Start of Data excerpts

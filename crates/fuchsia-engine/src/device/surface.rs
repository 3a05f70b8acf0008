use winit::dpi::PhysicalSize;

use super::SurfaceErrorAction;

/// Picks the surface format, preferring sRGB variants when asked.
pub(crate) fn choose_surface_format(
    formats: &[wgpu::TextureFormat],
    prefer_srgb: bool,
) -> Option<wgpu::TextureFormat> {
    let first = formats.first().copied()?;

    if prefer_srgb {
        // GLES surfaces usually expose RGBA rather than BGRA.
        let preferred = [
            wgpu::TextureFormat::Rgba8UnormSrgb,
            wgpu::TextureFormat::Bgra8UnormSrgb,
        ];
        if let Some(f) = preferred.into_iter().find(|f| formats.contains(f)) {
            return Some(f);
        }
    }

    Some(first)
}

pub(crate) fn choose_alpha_mode(
    supported: &[wgpu::CompositeAlphaMode],
    requested: Option<wgpu::CompositeAlphaMode>,
) -> wgpu::CompositeAlphaMode {
    requested
        .filter(|m| supported.contains(m))
        .or_else(|| supported.first().copied())
        .unwrap_or(wgpu::CompositeAlphaMode::Auto)
}

/// Applies a new window size to the surface configuration.
///
/// wgpu does not accept a 0x0 surface (minimized window); configuration is then
/// deferred until the next non-zero size.
pub(crate) fn apply_resize(
    surface: &wgpu::Surface,
    device: &wgpu::Device,
    config: &mut wgpu::SurfaceConfiguration,
    size: &mut PhysicalSize<u32>,
    new_size: PhysicalSize<u32>,
) {
    *size = new_size;
    if new_size.width == 0 || new_size.height == 0 {
        return;
    }

    config.width = new_size.width;
    config.height = new_size.height;
    surface.configure(device, config);
}

pub(crate) fn map_surface_error(
    surface: &wgpu::Surface,
    device: &wgpu::Device,
    config: &wgpu::SurfaceConfiguration,
    size: PhysicalSize<u32>,
    err: wgpu::SurfaceError,
) -> SurfaceErrorAction {
    match err {
        wgpu::SurfaceError::Lost | wgpu::SurfaceError::Outdated => {
            if size.width > 0 && size.height > 0 {
                surface.configure(device, config);
            }
            SurfaceErrorAction::Reconfigured
        }
        wgpu::SurfaceError::OutOfMemory => SurfaceErrorAction::Fatal,
        wgpu::SurfaceError::Timeout => SurfaceErrorAction::SkipFrame,
        wgpu::SurfaceError::Other => SurfaceErrorAction::SkipFrame,
    }
}
//! Frame timing.
//!
//! One `FrameClock` per window; `tick()` once per redraw to obtain `FrameTime`.

mod frame_clock;

pub use frame_clock::{FrameClock, FrameTime};
use crate::device::GpuErrorSink;

/// Device-side context handed to render surface callbacks.
pub struct SurfaceCtx<'a> {
    pub device: &'a wgpu::Device,
    pub queue: &'a wgpu::Queue,
    /// Pending driver errors; surfaces call `errors.check()` after their work.
    pub errors: &'a GpuErrorSink,
    /// Format of every target the surface will be asked to draw into.
    pub target_format: wgpu::TextureFormat,
    pub scale_factor: f32,
}

impl<'a> SurfaceCtx<'a> {
    #[inline]
    pub fn new(
        device: &'a wgpu::Device,
        queue: &'a wgpu::Queue,
        errors: &'a GpuErrorSink,
        target_format: wgpu::TextureFormat,
        scale_factor: f32,
    ) -> Self {
        Self {
            device,
            queue,
            errors,
            target_format,
            scale_factor,
        }
    }
}

/// Color target for one frame.
pub struct RenderTarget<'a> {
    pub color_view: &'a wgpu::TextureView,
    /// Physical size in pixels.
    pub size: (u32, u32),
}

impl<'a> RenderTarget<'a> {
    #[inline]
    pub fn new(color_view: &'a wgpu::TextureView, size: (u32, u32)) -> Self {
        Self { color_view, size }
    }
}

End of Data excerpts

_What you have to do_
Without altering a single word, set down all the entries again.

_Answer to this problem_
filename crates/fuchsia-engine/src/device/surface.rs
repository 3a05f70b8acf0008
use winit::dpi::PhysicalSize;

use super::SurfaceErrorAction;

/// Picks the surface format, preferring sRGB variants when asked.
pub(crate) fn choose_surface_format(
    formats: &[wgpu::TextureFormat],
    prefer_srgb: bool,
) -> Option<wgpu::TextureFormat> {
    let first = formats.first().copied()?;

    if prefer_srgb {
        // GLES surfaces usually expose RGBA rather than BGRA.
        let preferred = [
            wgpu::TextureFormat::Rgba8UnormSrgb,
            wgpu::TextureFormat::Bgra8UnormSrgb,
        ];
        if let Some(f) = preferred.into_iter().find(|f| formats.contains(f)) {
            return Some(f);
        }
    }

    Some(first)
}

pub(crate) fn choose_alpha_mode(
    supported: &[wgpu::CompositeAlphaMode],
    requested: Option<wgpu::CompositeAlphaMode>,
) -> wgpu::CompositeAlphaMode {
    requested
        .filter(|m| supported.contains(m))
        .or_else(|| supported.first().copied())
        .unwrap_or(wgpu::CompositeAlphaMode::Auto)
}

/// Applies a new window size to the surface configuration.
///
/// wgpu does not accept a 0x0 surface (minimized window); configuration is then
/// deferred until the next non-zero size.
pub(crate) fn apply_resize(
    surface: &wgpu::Surface,
    device: &wgpu::Device,
    config: &mut wgpu::SurfaceConfiguration,
    size: &mut PhysicalSize<u32>,
    new_size: PhysicalSize<u32>,
) {
    *size = new_size;
    if new_size.width == 0 || new_size.height == 0 {
        return;
    }

    config.width = new_size.width;
    config.height = new_size.height;
    surface.configure(device, config);
}

pub(crate) fn map_surface_error(
    surface: &wgpu::Surface,
    device: &wgpu::Device,
    config: &wgpu::SurfaceConfiguration,
    size: PhysicalSize<u32>,
    err: wgpu::SurfaceError,
) -> SurfaceErrorAction {
    match err {
        wgpu::SurfaceError::Lost | wgpu::SurfaceError::Outdated => {
            if size.width > 0 && size.height > 0 {
                surface.configure(device, config);
            }
            SurfaceErrorAction::Reconfigured
        }
        wgpu::SurfaceError::OutOfMemory => SurfaceErrorAction::Fatal,
        wgpu::SurfaceError::Timeout => SurfaceErrorAction::SkipFrame,
        wgpu::SurfaceError::Other => SurfaceErrorAction::SkipFrame,
    }
}
//! Frame timing.
//!
//! One `FrameClock` per window; `tick()` once per redraw to obtain `FrameTime`.

mod frame_clock;

pub use frame_clock::{FrameClock, FrameTime};
use crate::device::GpuErrorSink;

/// Device-side context handed to render surface callbacks.
pub struct SurfaceCtx<'a> {
    pub device: &'a wgpu::Device,
    pub queue: &'a wgpu::Queue,
    /// Pending driver errors; surfaces call `errors.check()` after their work.
    pub errors: &'a GpuErrorSink,
    /// Format of every target the surface will be asked to draw into.
    pub target_format: wgpu::TextureFormat,
    pub scale_factor: f32,
}

impl<'a> SurfaceCtx<'a> {
    #[inline]
    pub fn new(
        device: &'a wgpu::Device,
        queue: &'a wgpu::Queue,
        errors: &'a GpuErrorSink,
        target_format: wgpu::TextureFormat,
        scale_factor: f32,
    ) -> Self {
        Self {
            device,
            queue,
            errors,
            target_format,
            scale_factor,
        }
    }
}

/// Color target for one frame.
pub struct RenderTarget<'a> {
    pub color_view: &'a wgpu::TextureView,
    /// Physical size in pixels.
    pub size: (u32, u32),
}

impl<'a> RenderTarget<'a> {
    #[inline]
    pub fn new(color_view: &'a wgpu::TextureView, size: (u32, u32)) -> Self {
        Self { color_view, size }
    }
}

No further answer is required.